In a positive light: a.) she's mentioned that she wants a bike, and wants to go riding with me when the weather's better, b.)she wanted to go work out tonight (genuinely, I believe), even though we can't because we both have loads of homework, c.) she's made a lot of progress with issues of my past and we even joke about it from time to time, d.) I'm not a porn fiend, a movie buff, or a flirt, so her aversion to me seeing naked or semi naked females doesn't really cramp my style, e.) the words "lets go outside and do something" come out of her mouth more than any of my posts would let on.

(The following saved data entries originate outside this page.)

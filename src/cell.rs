//! Cell and cell type definitions for the maze grid.
//!
//! This module contains the closed set of cell variants the maze is built from, together with the
//! grid node type that binds a variant to a fixed coordinate.

use crate::position::Position;

/// Closed set of cell variants making up the maze.
///
/// This enumeration holds every kind of cell the maze can contain. The generator only ever
/// produces walls, paths and the start and end markers; traps and rewards exist for gameplay
/// systems that decorate the maze after generation.
#[derive(Clone, Copy, Debug, Default, PartialEq, Eq)]
pub enum CellType {
    /// Impassable cell; the default state of every cell at construction.
    #[default]
    Wall,
    /// Traversable carved cell.
    Path,
    /// Traversable entry marker; exactly one instance exists after construction.
    Start,
    /// Traversable exit marker; exactly one instance exists after construction.
    End,
    /// Blocking gameplay marker, treated like a wall by the reachability checker.
    Trap,
    /// Traversable gameplay marker, never produced by the generator itself.
    Reward,
}

impl CellType {
    /// Returns whether this cell type is a wall.
    pub const fn is_wall(self) -> bool {
        matches!(self, Self::Wall)
    }

    /// Returns whether this cell type is a trap.
    pub const fn is_trap(self) -> bool {
        matches!(self, Self::Trap)
    }

    /// Returns whether this cell type is the end marker.
    pub const fn is_end(self) -> bool {
        matches!(self, Self::End)
    }

    /// Returns whether this cell type blocks traversal.
    ///
    /// Walls and traps cannot be moved through; every other variant is open to the reachability
    /// checker.
    pub const fn is_blocking(self) -> bool {
        matches!(self, Self::Wall | Self::Trap)
    }

    /// Returns the character this cell type renders as.
    ///
    /// This function provides the flat-string projection alphabet: paths render as underscores,
    /// walls as hashes, and the start, end, reward and trap markers as their initial letter.
    pub const fn symbol(self) -> char {
        match self {
            Self::Wall => '#',
            Self::Path => '_',
            Self::Start => 'S',
            Self::End => 'E',
            Self::Trap => 'T',
            Self::Reward => 'R',
        }
    }
}

/// A single grid node carrying a fixed coordinate and a mutable type tag.
///
/// This structure represents one cell of the maze. The position is fixed when the grid allocates
/// the cell and never changes afterwards; the type tag is rewritten in place by the generation
/// passes and by gameplay systems placing traps or rewards.
#[derive(Clone, Copy, Debug, PartialEq, Eq)]
pub struct Cell {
    /// Coordinate of the cell inside the grid.
    ///
    /// This field holds the position the cell was created at. It is immutable for the lifetime of
    /// the maze.
    position: Position,
    /// Current type tag of the cell.
    ///
    /// This field holds the cell's variant. It starts as [`CellType::Wall`] and is mutated through
    /// the grid's setters during generation.
    cell_type: CellType,
}

impl Cell {
    /// Creates a new wall cell at the given position.
    pub(crate) const fn new(position: Position) -> Self {
        Self {
            position,
            cell_type: CellType::Wall,
        }
    }

    /// Returns the fixed position of the cell.
    pub const fn position(&self) -> Position {
        self.position
    }

    /// Returns the current type tag of the cell.
    pub const fn cell_type(&self) -> CellType {
        self.cell_type
    }

    /// Rewrites the type tag of the cell.
    ///
    /// No transition validation is performed; callers are responsible for semantic correctness,
    /// such as not overwriting the start marker by accident.
    pub(crate) fn set_cell_type(&mut self, cell_type: CellType) {
        self.cell_type = cell_type;
    }
}

#[cfg(test)]
mod tests {
    use super::*;

    #[test]
    fn test_cell_type_defaults_to_wall() {
        assert_eq!(CellType::default(), CellType::Wall);
    }

    #[test]
    fn test_cell_type_predicates() {
        assert!(CellType::Wall.is_wall());
        assert!(!CellType::Path.is_wall());
        assert!(CellType::Trap.is_trap());
        assert!(!CellType::Reward.is_trap());
        assert!(CellType::End.is_end());
        assert!(!CellType::Start.is_end());
    }

    #[test]
    fn test_cell_type_blocking_set() {
        assert!(CellType::Wall.is_blocking());
        assert!(CellType::Trap.is_blocking());
        assert!(!CellType::Path.is_blocking());
        assert!(!CellType::Start.is_blocking());
        assert!(!CellType::End.is_blocking());
        assert!(!CellType::Reward.is_blocking());
    }

    #[test]
    fn test_cell_type_symbols() {
        assert_eq!(CellType::Path.symbol(), '_');
        assert_eq!(CellType::Wall.symbol(), '#');
        assert_eq!(CellType::Start.symbol(), 'S');
        assert_eq!(CellType::End.symbol(), 'E');
        assert_eq!(CellType::Reward.symbol(), 'R');
        assert_eq!(CellType::Trap.symbol(), 'T');
    }

    #[test]
    fn test_cell_starts_as_wall_and_keeps_position() {
        let mut cell = Cell::new(Position::new(2, 3));

        assert_eq!(cell.cell_type(), CellType::Wall);
        assert_eq!(cell.position(), Position::new(2, 3));

        cell.set_cell_type(CellType::Path);
        assert_eq!(cell.cell_type(), CellType::Path);
        assert_eq!(cell.position(), Position::new(2, 3));
    }
}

A lot of the issue is that my life has been a whirlwind. 02/2001 I met my ex, 08/2001 I got engaged, 05/2002 I got married, 09/2002 we seperated, 11/2002 we got back together, 02/2003 we split up for good, 04/2003 we got divorced, 04/2003 I met another girl, 05/2003 we started dating. So you can see that things have been happening almost too fast to process. I don't want to make another mistake, so I second-guess everything. I did learn a lot from my last relationship, and red-flags that I learned to watch out for are not present in this new thing I've got going. I think we may just be in a rut too. School is stressful and it sucks not to have money to go out or go anywhere. Thanks for your input guys, keep it coming...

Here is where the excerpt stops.